- 2 years ago
- Wedding: December 2014
The title says it all.
I have a picture in my phone from my most recent fitting. I have it on my phone because his sister is overseas in the Army and has asked to see the dress next time we are able to talk online. I have asked and told my fiance multiple times not to look through the pictures in my phone because my dress was in there. He always said something along the lines of “okay, that’s not a problem, I won’t look, I never go in there anyways.” Okay, cool, I thought.
Well, we went camping this weekend, and when we went out hiking, we forgot the real camera back at the campsite, so we ended up using my camera phone since it takes better pictures than his. We took a bunch of pictures, and I told him I’d show him them when we got back. Before we went back to the campsite, we stopped by a local shop/restaurant and I went inside to get a grilled cheese. He said he didn’t want anything. Okay cool.
So we’re driving back and I ate half the sandwich and he asked for the other half, so I decided to be nice and give it to him. After he ate it, he told me that while I was in the store he looked through my phone to see the camping pictures and accidentally saw my wedding dress. I freaked out!! I was compltely beyond pissed started crying and was really really really upset. And then I yelled at him because if he had told me that before he asked for the sandwich I wouldn’t have let him have any (haha).

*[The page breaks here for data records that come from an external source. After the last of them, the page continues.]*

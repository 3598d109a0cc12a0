// Copyright 2026 Kithare Organization
// SPDX-License-Identifier: MIT

//! The diagnostic sink shared by the scanner and the parser.
//!
//! The front-end never aborts: malformed input produces a best-effort
//! token stream and AST plus zero or more [`Diagnostic`] records. A
//! non-empty sink after [`parse`](super::parse) means "the parse had
//! errors" even though a tree was returned.

use ecow::EcoString;

use super::Span;

/// Which stage recorded the diagnostic.
#[derive(Debug, Clone, Copy, PartialEq, Eq, Hash)]
pub enum DiagnosticKind {
    /// Malformed literal, unknown character, unterminated string,
    /// numeric overflow, byte-context unicode escape.
    Lexer,
    /// Missing keyword or delimiter, wrong statement head, malformed
    /// for-header arity, specifier where disallowed.
    Parser,
}

impl std::fmt::Display for DiagnosticKind {
    fn fmt(&self, f: &mut std::fmt::Formatter<'_>) -> std::fmt::Result {
        match self {
            Self::Lexer => write!(f, "lexer"),
            Self::Parser => write!(f, "parser"),
        }
    }
}

/// A single `{kind, offset, message}` record in the sink.
///
/// # Examples
///
/// ```
/// use kithare_core::source_analysis::{Diagnostic, Span};
///
/// let diagnostic = Diagnostic::parser("expecting a `def` keyword", Span::new(4, 7));
/// assert_eq!(diagnostic.message, "expecting a `def` keyword");
/// assert!(diagnostic.hint.is_none());
/// ```
#[derive(Debug, Clone, PartialEq, Eq)]
pub struct Diagnostic {
    /// The stage that recorded this diagnostic.
    pub kind: DiagnosticKind,
    /// What went wrong.
    pub message: EcoString,
    /// Where it went wrong, in code-point offsets.
    pub span: Span,
    /// A concrete fix suggestion, where one exists.
    pub hint: Option<EcoString>,
}

impl Diagnostic {
    /// Creates a scanner diagnostic.
    #[must_use]
    pub fn lexer(message: impl Into<EcoString>, span: Span) -> Self {
        Self {
            kind: DiagnosticKind::Lexer,
            message: message.into(),
            span,
            hint: None,
        }
    }

    /// Creates a parser diagnostic.
    #[must_use]
    pub fn parser(message: impl Into<EcoString>, span: Span) -> Self {
        Self {
            kind: DiagnosticKind::Parser,
            message: message.into(),
            span,
            hint: None,
        }
    }

    /// Attaches a fix suggestion.
    #[must_use]
    pub fn with_hint(mut self, hint: impl Into<EcoString>) -> Self {
        self.hint = Some(hint.into());
        self
    }
}

impl std::fmt::Display for Diagnostic {
    fn fmt(&self, f: &mut std::fmt::Formatter<'_>) -> std::fmt::Result {
        write!(
            f,
            "{} error at {}: {}",
            self.kind,
            self.span.start(),
            self.message
        )?;
        if let Some(hint) = &self.hint {
            write!(f, " (hint: {hint})")?;
        }
        Ok(())
    }
}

But no, seriously. I’m still really really upset. I have a month until the wedding and I don’t want a new dress. But I don’t want to wear that one either. I love my dress, but I really wanted it to be special and a surprise. Now that he has seen it, I don’t feel excited about that dress one bit. Not at all. It gave me such good and giddy feelings, but now I don’t even want to look at it. We were never planning on a first look or anything, and I just feel so bummed and upset that this special moment has been taken away from me. I always wanted to see his face when he first sees me as the sanctuary doors open, and now that face knows what to expect and it wont be the same.
I know I sound crazy, but I’ve literally been crying for almost 24 hours because I’m so upset. There’s only but so many “big” surprises like this in life, and this one is just gone. I don’t feel special about it anymore. I may as well wear jeans and a tshirt since he’s seen those before too.
And blah blah blah, I know… my sister said “But the dress will look totally different once alterations are done” but no, it wont. The dress fits perfectly in that picture. And I’m not a crazy big jewelery wearer and my hair isn’t going to be anything special, so in that picture he pretty much saw me on my wedding day.
I’m so pissed and upset and don’t know what to do with myself. I never thought he’d look at my pictures and see the dress, and I never thought that if he did, that it would affect me so badly! I’m seriously flustered and so confused about what to do. I’m afraid I’ll cry walking down the aisle because of either A) I’m wearing a new dress that I don’t like as much, or B) I’m wearing my dress but don’t feel how I want to feel in it anymore…. when I’d rather cry because I’m so happy to marry my fiance.
And I am. I am SO happy to be marrying him, but I just feel sort of cheated out of this moment.
Ugh, I had something else to say but my mind has been running a million miles a minute, so if I think of it again I’ll edit the post.